#### GIVEN RECORDS

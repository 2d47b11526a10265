//! Symptom inputs

use data_validator::{ValidationError, Validator};
use serde::{Deserialize, Serialize};

/// One of the six scored symptoms
#[derive(Debug, Clone, Copy, PartialEq, Eq, Hash)]
pub enum SymptomKind {
    Onset,
    Fever,
    Aches,
    Fatigue,
    Headache,
    Congestion,
}

impl SymptomKind {
    pub const ALL: [SymptomKind; 6] = [
        SymptomKind::Onset,
        SymptomKind::Fever,
        SymptomKind::Aches,
        SymptomKind::Fatigue,
        SymptomKind::Headache,
        SymptomKind::Congestion,
    ];

    /// HTML form / JSON field name
    pub fn field_name(&self) -> &'static str {
        match self {
            SymptomKind::Onset => "comienzo",
            SymptomKind::Fever => "fiebre",
            SymptomKind::Aches => "dolores",
            SymptomKind::Fatigue => "fatiga",
            SymptomKind::Headache => "dolor_cabeza",
            SymptomKind::Congestion => "congestion",
        }
    }

    /// Fuzzy input variable name
    pub fn variable_name(&self) -> &'static str {
        match self {
            SymptomKind::Onset => "comienzo_de_sintomas",
            SymptomKind::Fever => "fiebre",
            SymptomKind::Aches => "dolores",
            SymptomKind::Fatigue => "fatiga_debilidad",
            SymptomKind::Headache => "dolor_de_cabeza",
            SymptomKind::Congestion => "congestion",
        }
    }

    /// Form label
    pub fn label(&self) -> &'static str {
        match self {
            SymptomKind::Onset => "Comienzo de síntomas",
            SymptomKind::Fever => "Fiebre",
            SymptomKind::Aches => "Dolores",
            SymptomKind::Fatigue => "Fatiga o debilidad",
            SymptomKind::Headache => "Dolor de cabeza",
            SymptomKind::Congestion => "Congestión, estornudos o dolor de garganta",
        }
    }

    /// Fuzzy term names from mildest to most severe
    pub fn terms(&self) -> [&'static str; 3] {
        match self {
            SymptomKind::Onset => ["Normal", "Gradual", "Repentino"],
            _ => ["Normal", "Aveces", "Amenudo"],
        }
    }
}

/// Unparsed form submission; every field is optional so that missing and
/// malformed values are reported by the validator rather than the extractor
#[derive(Debug, Clone, Default, Deserialize)]
pub struct RawSymptoms {
    pub comienzo: Option<String>,
    pub fiebre: Option<String>,
    pub dolores: Option<String>,
    pub fatiga: Option<String>,
    pub dolor_cabeza: Option<String>,
    pub congestion: Option<String>,
}

impl RawSymptoms {
    pub fn get(&self, kind: SymptomKind) -> Option<&str> {
        let raw = match kind {
            SymptomKind::Onset => &self.comienzo,
            SymptomKind::Fever => &self.fiebre,
            SymptomKind::Aches => &self.dolores,
            SymptomKind::Fatigue => &self.fatiga,
            SymptomKind::Headache => &self.dolor_cabeza,
            SymptomKind::Congestion => &self.congestion,
        };
        raw.as_deref()
    }
}

/// Validated severities, each in [0, 10]
#[derive(Debug, Clone, Copy, PartialEq, Default, Serialize, Deserialize)]
pub struct Symptoms {
    pub comienzo: f64,
    pub fiebre: f64,
    pub dolores: f64,
    pub fatiga: f64,
    pub dolor_cabeza: f64,
    pub congestion: f64,
}

impl Symptoms {
    /// Every symptom at the same severity
    pub fn uniform(value: f64) -> Self {
        Self {
            comienzo: value,
            fiebre: value,
            dolores: value,
            fatiga: value,
            dolor_cabeza: value,
            congestion: value,
        }
    }

    /// Parse and validate a form submission
    pub fn from_raw(raw: &RawSymptoms, validator: &Validator) -> Result<Self, ValidationError> {
        let mut symptoms = Self::default();
        for kind in SymptomKind::ALL {
            let value = validator.parse_score(kind.field_name(), raw.get(kind))?;
            symptoms.set(kind, value);
        }
        Ok(symptoms)
    }

    /// Range check already-numeric values (e.g. from JSON)
    pub fn validated(mut self, validator: &Validator) -> Result<Self, ValidationError> {
        for kind in SymptomKind::ALL {
            let value = validator.check_score(kind.field_name(), self.get(kind))?;
            self.set(kind, value);
        }
        Ok(self)
    }

    pub fn get(&self, kind: SymptomKind) -> f64 {
        match kind {
            SymptomKind::Onset => self.comienzo,
            SymptomKind::Fever => self.fiebre,
            SymptomKind::Aches => self.dolores,
            SymptomKind::Fatigue => self.fatiga,
            SymptomKind::Headache => self.dolor_cabeza,
            SymptomKind::Congestion => self.congestion,
        }
    }

    pub fn set(&mut self, kind: SymptomKind, value: f64) {
        let slot = match kind {
            SymptomKind::Onset => &mut self.comienzo,
            SymptomKind::Fever => &mut self.fiebre,
            SymptomKind::Aches => &mut self.dolores,
            SymptomKind::Fatigue => &mut self.fatiga,
            SymptomKind::Headache => &mut self.dolor_cabeza,
            SymptomKind::Congestion => &mut self.congestion,
        };
        *slot = value;
    }

    /// `(kind, severity)` pairs in canonical order
    pub fn iter(&self) -> impl Iterator<Item = (SymptomKind, f64)> + '_ {
        SymptomKind::ALL.into_iter().map(move |kind| (kind, self.get(kind)))
    }

    pub fn values(&self) -> [f64; 6] {
        SymptomKind::ALL.map(|kind| self.get(kind))
    }
}

#[cfg(test)]
mod tests {
    use super::*;

    fn raw(values: [&str; 6]) -> RawSymptoms {
        RawSymptoms {
            comienzo: Some(values[0].to_string()),
            fiebre: Some(values[1].to_string()),
            dolores: Some(values[2].to_string()),
            fatiga: Some(values[3].to_string()),
            dolor_cabeza: Some(values[4].to_string()),
            congestion: Some(values[5].to_string()),
        }
    }

    #[test]
    fn test_from_raw() {
        let symptoms = Symptoms::from_raw(&raw(["1", "2", "3", "4", "5", "6.5"]), &Validator::default()).unwrap();
        assert_eq!(symptoms.values(), [1.0, 2.0, 3.0, 4.0, 5.0, 6.5]);
        assert_eq!(symptoms.get(SymptomKind::Headache), 5.0);
    }

    #[test]
    fn test_from_raw_reports_first_bad_field() {
        let err = Symptoms::from_raw(&raw(["1", "2", "mucho", "4", "x", "6"]), &Validator::default()).unwrap_err();
        assert_eq!(err.field(), "dolores");
    }

    #[test]
    fn test_from_raw_missing_field() {
        let mut form = raw(["1", "2", "3", "4", "5", "6"]);
        form.congestion = None;
        let err = Symptoms::from_raw(&form, &Validator::default()).unwrap_err();
        assert_eq!(err, ValidationError::MissingField("congestion"));
    }

    #[test]
    fn test_validated_clamps() {
        let symptoms = Symptoms {
            fiebre: 14.0,
            ..Symptoms::uniform(2.0)
        };
        let checked = symptoms.validated(&Validator::default()).unwrap();
        assert_eq!(checked.fiebre, 10.0);
        assert_eq!(checked.comienzo, 2.0);
    }

    #[test]
    fn test_names_are_distinct() {
        let fields: std::collections::HashSet<_> = SymptomKind::ALL.iter().map(|k| k.field_name()).collect();
        let variables: std::collections::HashSet<_> = SymptomKind::ALL.iter().map(|k| k.variable_name()).collect();
        assert_eq!(fields.len(), 6);
        assert_eq!(variables.len(), 6);
    }
}
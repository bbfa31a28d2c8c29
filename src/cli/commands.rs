//! CLI command implementations
//!
//! All command functions return `CliResult<ExitCode>` instead of calling
//! `process::exit`. Error handling and exits happen in the top-level `run()`.

use std::path::{Path, PathBuf};
use std::time::Duration;

use crate::harness::convert::JupytextConverter;
use crate::harness::discovery::{Demo, discover_demos, is_notebook};
use crate::harness::executor::PythonExecutor;
use crate::harness::interfaces::NotebookConverter;
use crate::harness::policy::{Capabilities, skip_reason};
use crate::harness::runner::{
    ConsoleReporter, DemoReporter, HarnessConfig, JsonReporter, RunOptions, run_demos,
};

use super::{CliError, CliResult, ExitCode};

/// Settings for the `run` command, resolved from CLI flags.
#[derive(Debug, Clone)]
pub struct RunSettings {
    pub path: PathBuf,
    pub verbose: bool,
    pub exit_first: bool,
    pub filter: Option<String>,
    pub json: bool,
    pub interpreter: String,
    pub converter: String,
    pub timeout: Option<u64>,
    /// `Some` forces the capability; `None` probes the interpreter.
    pub meshgen_override: Option<bool>,
}

/// Run all demos under the configured root.
pub fn run_demos_command(settings: RunSettings) -> CliResult<ExitCode> {
    let caps = resolve_capabilities(settings.meshgen_override, &settings.interpreter);
    let converter = JupytextConverter::new(settings.converter.as_str());
    let executor = PythonExecutor::new(settings.interpreter.as_str())
        .with_timeout(settings.timeout.map(Duration::from_secs));
    let config = HarnessConfig::default();
    let options = RunOptions {
        exit_first: settings.exit_first,
        filter: settings.filter,
    };

    let mut console = ConsoleReporter::new(settings.verbose);
    let mut json = JsonReporter::new();
    let reporter: &mut dyn DemoReporter = if settings.json { &mut json } else { &mut console };

    let summary = run_demos(
        &settings.path,
        &config,
        &caps,
        &converter,
        &executor,
        reporter,
        &options,
    )
    .map_err(|e| CliError::failure(format!("Error: {}", e)))?;

    if summary.failed > 0 {
        // Demos failed - return error with empty message (summary already printed)
        Err(CliError::new("", ExitCode::FAILURE))
    } else {
        Ok(ExitCode::SUCCESS)
    }
}

/// List discovered demos with the policy decision for each, without side
/// effects.
pub fn list_demos(
    path: &Path,
    interpreter: &str,
    meshgen_override: Option<bool>,
) -> CliResult<ExitCode> {
    let caps = resolve_capabilities(meshgen_override, interpreter);
    let demos =
        discover_demos(path).map_err(|e| CliError::failure(format!("Error: {}", e)))?;

    if demos.is_empty() {
        println!("No demos found under {}", path.display());
        return Ok(ExitCode::SUCCESS);
    }

    for demo in &demos {
        match skip_reason(demo, &caps) {
            Some(reason) => println!("{}  skip ({})", demo.notebook_path().display(), reason),
            None => println!("{}  run", demo.notebook_path().display()),
        }
    }
    Ok(ExitCode::SUCCESS)
}

/// Convert one notebook and print the script path. The script is left on
/// disk; only the `run` pipeline cleans up after itself.
pub fn convert_notebook(file: &Path, tool: &str) -> CliResult<ExitCode> {
    let file_name = file
        .file_name()
        .map(|n| n.to_string_lossy().into_owned())
        .ok_or_else(|| CliError::failure(format!("Error: '{}' is not a file", file.display())))?;

    if !is_notebook(&file_name) {
        return Err(CliError::failure(format!(
            "Error: '{}' is not a notebook",
            file.display()
        )));
    }

    let dir = match file.parent() {
        Some(p) if !p.as_os_str().is_empty() => p.to_path_buf(),
        _ => PathBuf::from("."),
    };
    let demo = Demo { dir, file_name };

    let converter = JupytextConverter::new(tool);
    let script = converter
        .convert(&demo)
        .map_err(|e| CliError::failure(format!("Error: {}", e)))?;

    println!("{}", script.display());
    Ok(ExitCode::SUCCESS)
}

fn resolve_capabilities(meshgen_override: Option<bool>, interpreter: &str) -> Capabilities {
    match meshgen_override {
        Some(forced) => Capabilities {
            mesh_generation: forced,
        },
        None => Capabilities::detect(interpreter),
    }
}
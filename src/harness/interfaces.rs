//! Harness I/O boundary interfaces
//!
//! This module defines trait-based abstractions for the two side-effecting
//! stages of the pipeline:
//! - Notebook conversion (external tool invocation)
//! - Script execution (interpreter subprocess with the substitution active)
//!
//! These interfaces allow for custom strategies (dry-run, fakes in tests,
//! alternative interpreters) without changing the runner's orchestration.
//! The solve substitution is plain data consumed by an injected executor -
//! nothing in the harness is patched at runtime.

use std::path::{Path, PathBuf};
use thiserror::Error;

use super::discovery::Demo;
use super::executor::ExecutionContext;

/// Errors that occur during harness operations
#[derive(Debug, Error)]
pub enum HarnessError {
    /// Invalid demo root or unreadable tree. Fatal to the whole run.
    #[error("failed to discover demos: {0}")]
    Discovery(String),

    /// External conversion tool failure. Fails one demo only.
    #[error("conversion failed: {0}")]
    Conversion(String),

    /// Interpreter fault, non-zero exit, or timeout. Fails one demo only.
    #[error("execution failed: {0}")]
    Execution(String),

    #[error("I/O error: {0}")]
    Io(#[from] std::io::Error),
}

// ============================================================================
// Notebook Converter Interface
// ============================================================================

/// Convert a demo notebook into a directly executable script.
///
/// The output path is deterministic: same directory, same stem, script
/// suffix. A conversion failure aborts the demo before any execution is
/// attempted.
pub trait NotebookConverter {
    /// Convert the demo's notebook, returning the path of the generated
    /// script.
    fn convert(&self, demo: &Demo) -> Result<PathBuf, HarnessError>;
}

// ============================================================================
// Demo Executor Interface
// ============================================================================

/// Execute a converted script under a per-demo isolation context.
///
/// Implementations receive the context (working directory, search-path
/// addition, plotting backend, substitution) as data and must not mutate
/// harness-process state. Faults raised by the demo's own code surface as
/// errors; they are never swallowed.
pub trait DemoExecutor {
    /// Run the converted script to completion.
    fn execute(&self, script: &Path, ctx: &ExecutionContext) -> Result<(), HarnessError>;
}
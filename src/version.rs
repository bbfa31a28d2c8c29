//! Harness version information.
//!
//! This module exposes the harness version as a single constant so all
//! subsystems (CLI, reporters) agree on the same value.
//!
//! ## Notes
//!
//! - The value is taken from Cargo metadata (`CARGO_PKG_VERSION`) at compile time.
//! - Prefer this constant over repeating `env!("CARGO_PKG_VERSION")` in multiple places.

/// The nbvet version string (for example, `0.1.0`).
pub const NBVET_VERSION: &str = env!("CARGO_PKG_VERSION");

########

EXERCISE:
Say, as a bare number, how many lines of the data hold the string "Deserialize".

OUTPUT FOR THIS TASK:
3